Billions of rands are being pumped into the programme to keep it on track. Eskom said it’s now sure that it will have R440-billion in funding for the next seven years. This includes loans of R160-billion from debt capital markets and R100-billion from development finance institutions and export credit agencies.
“We now have the certainty we need to go ahead with the build programme,” Eskom’s CEO Brian Dames said in a statement.
The government announced in October that it will expand its guarantees for Eskom by R174-billion to R350-billion. The guarantees had initially been set at R176-billion.
Gigaba said the government had in recent years provided a R60-billion loan to Eskom as part of its funding drive.
Minister of Finance Pravin Gordhan is expected to officially announce the government’s equity injection of R20-billion for Eskom in his budget speech in February 2011.
“This investment is massive, it is the largest this country has ever seen,” Gigaba said of the build programme. “Once complete, it will ensure that we are on a firmer footing to place this country’s growth and employment levels on a higher trajectory.”
More power capacity
Since adopting the programme, Eskom has added 5 032MW of power-generating capacity to the country’s grid. Transmission lines totalling 3 400km have also been added, according to the utility.
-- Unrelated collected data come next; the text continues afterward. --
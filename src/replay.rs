//! Address-trace replay: the event-producing side of the engine contract
//!
//! Replays a line-oriented trace against a [`WssEngine`] under the same
//! check-then-call discipline an instrumentation host uses: the capacity
//! predicate is polled before every recorded access, and the first true
//! answer abandons the rest of the trace and finalizes early.
//!
//! # Trace format
//!
//! One event per line; `#` starts a comment; blank lines are ignored.
//!
//! ```text
//! unit <hex-addr> <name...>    declare a routine (name = rest of line)
//! call <hex-addr>              routine entry; becomes the current unit
//! block <count>                a basic block retired <count> instructions
//! r <hex-addr>                 memory read at address
//! w <hex-addr>                 memory write at address
//! ```
//!
//! Addresses are hexadecimal, `0x` prefix optional.

use std::collections::HashMap;
use std::fs::File;
use std::io::Read;
use std::path::Path;

use anyhow::{bail, Context, Result};

use crate::engine::WssEngine;
use crate::registry::UnitHandle;
use crate::report::WssReport;

/// Name given to the single attribution unit in flat mode.
pub const FLAT_UNIT_NAME: &str = "<program>";

/// One parsed trace event
#[derive(Debug, Clone, PartialEq, Eq)]
pub enum TraceEvent {
    /// Routine declaration
    Unit { addr: u64, name: String },
    /// Routine entry
    Call { addr: u64 },
    /// Basic block retirement with an instruction count
    Block { count: u64 },
    /// Memory read
    Read { addr: u64 },
    /// Memory write
    Write { addr: u64 },
}

/// Parse one trace line. Returns `None` for blank lines and comments.
pub fn parse_line(line: &str) -> Result<Option<TraceEvent>> {
    let line = line.trim();
    if line.is_empty() || line.starts_with('#') {
        return Ok(None);
    }

    let mut parts = line.splitn(2, char::is_whitespace);
    let Some(kind) = parts.next() else {
        return Ok(None);
    };
    let payload = parts.next().unwrap_or("").trim();

    let event = match kind {
        "unit" => {
            let mut fields = payload.splitn(2, char::is_whitespace);
            let addr = parse_addr(fields.next().unwrap_or(""))?;
            let name = fields.next().unwrap_or("").trim();
            if name.is_empty() {
                bail!("unit record is missing a name");
            }
            TraceEvent::Unit {
                addr,
                name: name.to_string(),
            }
        }
        "call" => TraceEvent::Call {
            addr: parse_addr(payload)?,
        },
        "block" => TraceEvent::Block {
            count: payload
                .parse::<u64>()
                .with_context(|| format!("Invalid instruction count: '{payload}'"))?,
        },
        "r" => TraceEvent::Read {
            addr: parse_addr(payload)?,
        },
        "w" => TraceEvent::Write {
            addr: parse_addr(payload)?,
        },
        other => bail!("unknown event kind '{other}'"),
    };
    Ok(Some(event))
}

fn parse_addr(field: &str) -> Result<u64> {
    let digits = field
        .strip_prefix("0x")
        .or_else(|| field.strip_prefix("0X"))
        .unwrap_or(field);
    u64::from_str_radix(digits, 16).with_context(|| format!("Invalid address: '{field}'"))
}

/// Replay a trace file, memory-mapped so large traces need no read loop.
pub fn replay_path(path: &Path, engine: WssEngine, flat: bool) -> Result<WssReport> {
    let file =
        File::open(path).with_context(|| format!("Failed to open trace: {}", path.display()))?;
    let mmap = unsafe { memmap2::Mmap::map(&file) }
        .with_context(|| format!("Failed to memory-map trace: {}", path.display()))?;
    replay_bytes(&mmap, engine, flat)
}

/// Replay a trace read from standard input.
pub fn replay_stdin(engine: WssEngine, flat: bool) -> Result<WssReport> {
    let mut buf = Vec::new();
    std::io::stdin()
        .read_to_end(&mut buf)
        .context("Failed to read trace from stdin")?;
    replay_bytes(&buf, engine, flat)
}

/// Drive `engine` with every event in `bytes` and finalize it.
///
/// Capacity exhaustion is not an error: the remaining trace is abandoned
/// and the early-exit report is returned. Malformed lines, reads or writes
/// before any `call`, and calls into undeclared routines fail with a
/// line-numbered diagnostic.
pub fn replay_bytes(bytes: &[u8], mut engine: WssEngine, flat: bool) -> Result<WssReport> {
    let mut units: HashMap<u64, UnitHandle> = HashMap::new();
    let flat_unit = flat.then(|| engine.register_unit(FLAT_UNIT_NAME, 0));
    let mut current: Option<UnitHandle> = flat_unit;

    for (index, raw) in bytes.split(|&b| b == b'\n').enumerate() {
        let lineno = index + 1;
        let line = std::str::from_utf8(raw)
            .with_context(|| format!("trace line {lineno}: not valid UTF-8"))?;
        let Some(event) = parse_line(line).with_context(|| format!("trace line {lineno}"))?
        else {
            continue;
        };

        match event {
            TraceEvent::Unit { addr, name } => {
                // Flat mode attributes everything to one unit; routine
                // declarations carry no information there.
                if !flat {
                    units
                        .entry(addr)
                        .or_insert_with(|| engine.register_unit(&name, addr));
                }
            }
            TraceEvent::Call { addr } => match flat_unit {
                Some(unit) => engine.count_unit_entry(unit),
                None => match units.get(&addr) {
                    Some(&unit) => {
                        current = Some(unit);
                        engine.count_unit_entry(unit);
                    }
                    None => bail!("trace line {lineno}: call into undeclared routine {addr:#x}"),
                },
            },
            TraceEvent::Block { count } => {
                engine.count_block_instructions(count);
                // One per-unit count per retired instruction, as a host
                // with an instruction hook would deliver them.
                if let Some(unit) = current {
                    for _ in 0..count {
                        engine.count_unit_instruction(unit);
                    }
                }
            }
            TraceEvent::Read { addr } => {
                if engine.at_capacity() {
                    tracing::debug!("capacity reached at trace line {lineno}, abandoning replay");
                    return Ok(engine.on_early_exit()?);
                }
                let unit = current_unit(current, lineno)?;
                engine.record_read(unit, addr);
            }
            TraceEvent::Write { addr } => {
                if engine.at_capacity() {
                    tracing::debug!("capacity reached at trace line {lineno}, abandoning replay");
                    return Ok(engine.on_early_exit()?);
                }
                let unit = current_unit(current, lineno)?;
                engine.record_write(unit, addr);
            }
        }
    }

    Ok(engine.on_normal_exit()?)
}

fn current_unit(current: Option<UnitHandle>, lineno: usize) -> Result<UnitHandle> {
    current.with_context(|| format!("trace line {lineno}: memory access before any call record"))
}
It has revived mothballed plants like the 1 520MW Camden power station in Ermelo, Mpumalanga, while plants in Grootvlei and Komati, also in Mpumalanga, have been partially re-commissioned.
The expansion project will result in an additional 12 300MW being added to the national grid between 2012 and 2017.
Eskom’s ultimate aim is push up South Africa’s power capacity to 80 000MW by 2026, so expansion projects will continue after 2017.
Major power stations are currently under construction. The first unit of the coal-fired 4 800MW Medupi power station in Limpopo will be commissioned at the end of 2012.
Contractors for the construction of Kusile power station in eMalahleni, Mpumalanga, are being appointed. Eskom is now confident that the 4 800MW coal-fired station will be commissioned at the beginning of 2015.
Construction of the Ingula pumped storage scheme is well under way at the Bedford and Braamhoek dams. The two dams are 4,6km apart in the Free State and KwaZulu-Natal provinces respectively, and they will be linked by underground waterways.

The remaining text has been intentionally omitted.